§ Exercise instructions
A single number is required: how many lines in the records below contain "seen".

Stored data:
··········
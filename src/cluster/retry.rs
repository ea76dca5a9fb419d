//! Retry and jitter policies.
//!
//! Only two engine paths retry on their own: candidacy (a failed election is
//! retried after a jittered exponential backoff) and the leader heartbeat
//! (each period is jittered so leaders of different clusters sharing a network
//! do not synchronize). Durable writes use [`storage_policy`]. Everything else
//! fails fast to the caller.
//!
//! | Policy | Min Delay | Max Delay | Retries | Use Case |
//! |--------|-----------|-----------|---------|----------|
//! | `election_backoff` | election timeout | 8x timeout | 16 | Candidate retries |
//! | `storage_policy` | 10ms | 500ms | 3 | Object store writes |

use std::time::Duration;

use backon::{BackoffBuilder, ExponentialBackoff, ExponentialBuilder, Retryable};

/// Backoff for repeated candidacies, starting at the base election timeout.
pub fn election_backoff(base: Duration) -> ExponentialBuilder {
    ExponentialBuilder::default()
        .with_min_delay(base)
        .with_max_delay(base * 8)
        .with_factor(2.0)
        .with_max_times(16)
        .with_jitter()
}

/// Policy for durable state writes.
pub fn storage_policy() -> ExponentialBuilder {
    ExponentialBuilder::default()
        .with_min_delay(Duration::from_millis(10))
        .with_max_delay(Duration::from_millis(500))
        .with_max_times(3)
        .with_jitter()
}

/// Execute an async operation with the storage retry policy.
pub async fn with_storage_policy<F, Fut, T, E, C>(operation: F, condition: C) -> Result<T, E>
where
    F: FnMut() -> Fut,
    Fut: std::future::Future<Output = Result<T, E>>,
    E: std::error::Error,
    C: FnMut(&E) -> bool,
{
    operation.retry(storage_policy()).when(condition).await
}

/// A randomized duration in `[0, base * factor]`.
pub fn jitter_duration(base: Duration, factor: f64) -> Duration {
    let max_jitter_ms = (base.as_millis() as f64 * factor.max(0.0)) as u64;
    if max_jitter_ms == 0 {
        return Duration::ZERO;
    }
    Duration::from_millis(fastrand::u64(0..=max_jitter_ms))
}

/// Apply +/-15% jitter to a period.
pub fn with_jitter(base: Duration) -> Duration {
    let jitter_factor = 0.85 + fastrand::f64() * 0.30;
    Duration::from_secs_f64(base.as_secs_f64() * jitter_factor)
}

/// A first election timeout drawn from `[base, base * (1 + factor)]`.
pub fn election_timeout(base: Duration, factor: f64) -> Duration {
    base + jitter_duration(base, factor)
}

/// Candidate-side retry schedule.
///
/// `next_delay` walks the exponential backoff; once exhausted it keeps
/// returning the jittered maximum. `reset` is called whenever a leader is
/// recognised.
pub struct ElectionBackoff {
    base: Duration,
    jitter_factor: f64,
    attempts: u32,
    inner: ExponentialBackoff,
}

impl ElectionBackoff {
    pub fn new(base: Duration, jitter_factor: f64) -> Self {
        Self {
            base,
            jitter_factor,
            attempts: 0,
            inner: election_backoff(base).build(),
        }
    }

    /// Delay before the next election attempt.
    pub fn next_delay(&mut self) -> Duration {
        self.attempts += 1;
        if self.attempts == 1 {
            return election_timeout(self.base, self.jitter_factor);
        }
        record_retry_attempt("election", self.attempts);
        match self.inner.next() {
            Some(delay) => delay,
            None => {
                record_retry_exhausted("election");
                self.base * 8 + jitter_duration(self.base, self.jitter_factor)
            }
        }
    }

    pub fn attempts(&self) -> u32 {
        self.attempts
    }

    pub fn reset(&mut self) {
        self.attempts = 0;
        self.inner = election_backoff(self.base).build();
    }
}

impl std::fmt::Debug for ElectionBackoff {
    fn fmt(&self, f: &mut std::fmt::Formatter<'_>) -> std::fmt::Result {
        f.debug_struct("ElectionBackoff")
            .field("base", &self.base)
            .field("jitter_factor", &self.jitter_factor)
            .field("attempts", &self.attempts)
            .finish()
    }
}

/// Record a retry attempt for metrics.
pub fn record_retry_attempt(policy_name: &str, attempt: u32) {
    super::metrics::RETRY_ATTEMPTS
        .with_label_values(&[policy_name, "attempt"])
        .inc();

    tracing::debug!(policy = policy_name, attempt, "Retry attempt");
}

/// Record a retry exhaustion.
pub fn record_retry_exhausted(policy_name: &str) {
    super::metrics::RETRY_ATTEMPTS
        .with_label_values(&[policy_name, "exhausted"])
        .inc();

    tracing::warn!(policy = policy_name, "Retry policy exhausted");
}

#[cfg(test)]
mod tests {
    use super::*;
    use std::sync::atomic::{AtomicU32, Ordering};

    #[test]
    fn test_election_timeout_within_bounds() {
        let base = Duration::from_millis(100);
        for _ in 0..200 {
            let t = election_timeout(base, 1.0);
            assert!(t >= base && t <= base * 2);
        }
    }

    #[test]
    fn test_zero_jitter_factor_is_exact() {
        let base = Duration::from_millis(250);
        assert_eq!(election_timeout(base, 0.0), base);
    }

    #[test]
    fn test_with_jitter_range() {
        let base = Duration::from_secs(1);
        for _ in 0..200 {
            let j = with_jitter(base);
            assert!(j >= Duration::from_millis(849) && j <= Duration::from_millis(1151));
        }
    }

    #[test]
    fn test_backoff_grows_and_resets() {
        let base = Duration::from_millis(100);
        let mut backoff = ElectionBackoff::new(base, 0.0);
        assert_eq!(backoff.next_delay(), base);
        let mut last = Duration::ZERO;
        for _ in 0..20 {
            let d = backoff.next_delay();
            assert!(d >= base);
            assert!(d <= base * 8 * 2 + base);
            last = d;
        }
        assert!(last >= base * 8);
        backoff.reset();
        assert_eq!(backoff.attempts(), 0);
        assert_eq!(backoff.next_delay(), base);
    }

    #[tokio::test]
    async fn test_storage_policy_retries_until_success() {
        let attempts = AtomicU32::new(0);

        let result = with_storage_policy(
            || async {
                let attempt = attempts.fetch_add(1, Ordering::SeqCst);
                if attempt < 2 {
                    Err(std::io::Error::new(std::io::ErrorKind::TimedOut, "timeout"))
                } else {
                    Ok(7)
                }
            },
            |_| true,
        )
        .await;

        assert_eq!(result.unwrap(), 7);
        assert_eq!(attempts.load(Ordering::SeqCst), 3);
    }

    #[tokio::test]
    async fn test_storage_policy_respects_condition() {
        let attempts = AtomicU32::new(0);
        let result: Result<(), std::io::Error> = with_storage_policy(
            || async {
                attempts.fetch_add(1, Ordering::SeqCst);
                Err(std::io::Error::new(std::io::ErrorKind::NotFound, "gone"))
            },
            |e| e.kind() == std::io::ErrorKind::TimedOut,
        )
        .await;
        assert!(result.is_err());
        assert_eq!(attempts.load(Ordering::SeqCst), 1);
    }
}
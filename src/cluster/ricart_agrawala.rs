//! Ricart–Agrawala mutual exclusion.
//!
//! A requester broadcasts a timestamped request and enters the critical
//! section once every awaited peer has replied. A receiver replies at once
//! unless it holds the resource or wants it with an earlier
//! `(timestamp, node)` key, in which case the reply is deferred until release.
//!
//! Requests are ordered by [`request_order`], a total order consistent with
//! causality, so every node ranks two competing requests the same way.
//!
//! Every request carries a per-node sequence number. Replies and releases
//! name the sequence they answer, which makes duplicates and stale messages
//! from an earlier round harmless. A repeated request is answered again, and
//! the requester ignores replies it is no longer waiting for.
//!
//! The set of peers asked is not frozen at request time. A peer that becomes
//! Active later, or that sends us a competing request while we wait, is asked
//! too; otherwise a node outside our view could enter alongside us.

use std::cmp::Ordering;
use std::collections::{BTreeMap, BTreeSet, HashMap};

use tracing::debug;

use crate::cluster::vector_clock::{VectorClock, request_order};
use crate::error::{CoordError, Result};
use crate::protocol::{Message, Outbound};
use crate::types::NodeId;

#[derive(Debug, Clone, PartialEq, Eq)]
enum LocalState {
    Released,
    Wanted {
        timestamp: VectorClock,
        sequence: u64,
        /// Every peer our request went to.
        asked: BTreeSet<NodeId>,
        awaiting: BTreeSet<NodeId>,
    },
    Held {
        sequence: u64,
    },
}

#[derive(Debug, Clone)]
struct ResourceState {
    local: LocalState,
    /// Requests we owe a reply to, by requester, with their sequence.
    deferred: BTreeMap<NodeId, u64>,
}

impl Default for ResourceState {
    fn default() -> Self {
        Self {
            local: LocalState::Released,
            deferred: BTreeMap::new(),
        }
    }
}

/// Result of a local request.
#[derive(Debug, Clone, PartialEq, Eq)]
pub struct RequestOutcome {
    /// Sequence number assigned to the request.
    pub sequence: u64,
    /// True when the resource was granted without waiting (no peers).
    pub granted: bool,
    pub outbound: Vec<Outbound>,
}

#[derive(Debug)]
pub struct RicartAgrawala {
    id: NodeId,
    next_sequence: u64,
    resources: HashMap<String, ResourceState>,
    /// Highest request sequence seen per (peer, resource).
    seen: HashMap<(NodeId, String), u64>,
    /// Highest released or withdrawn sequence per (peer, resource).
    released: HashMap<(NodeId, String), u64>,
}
··········
§ Exercise output
2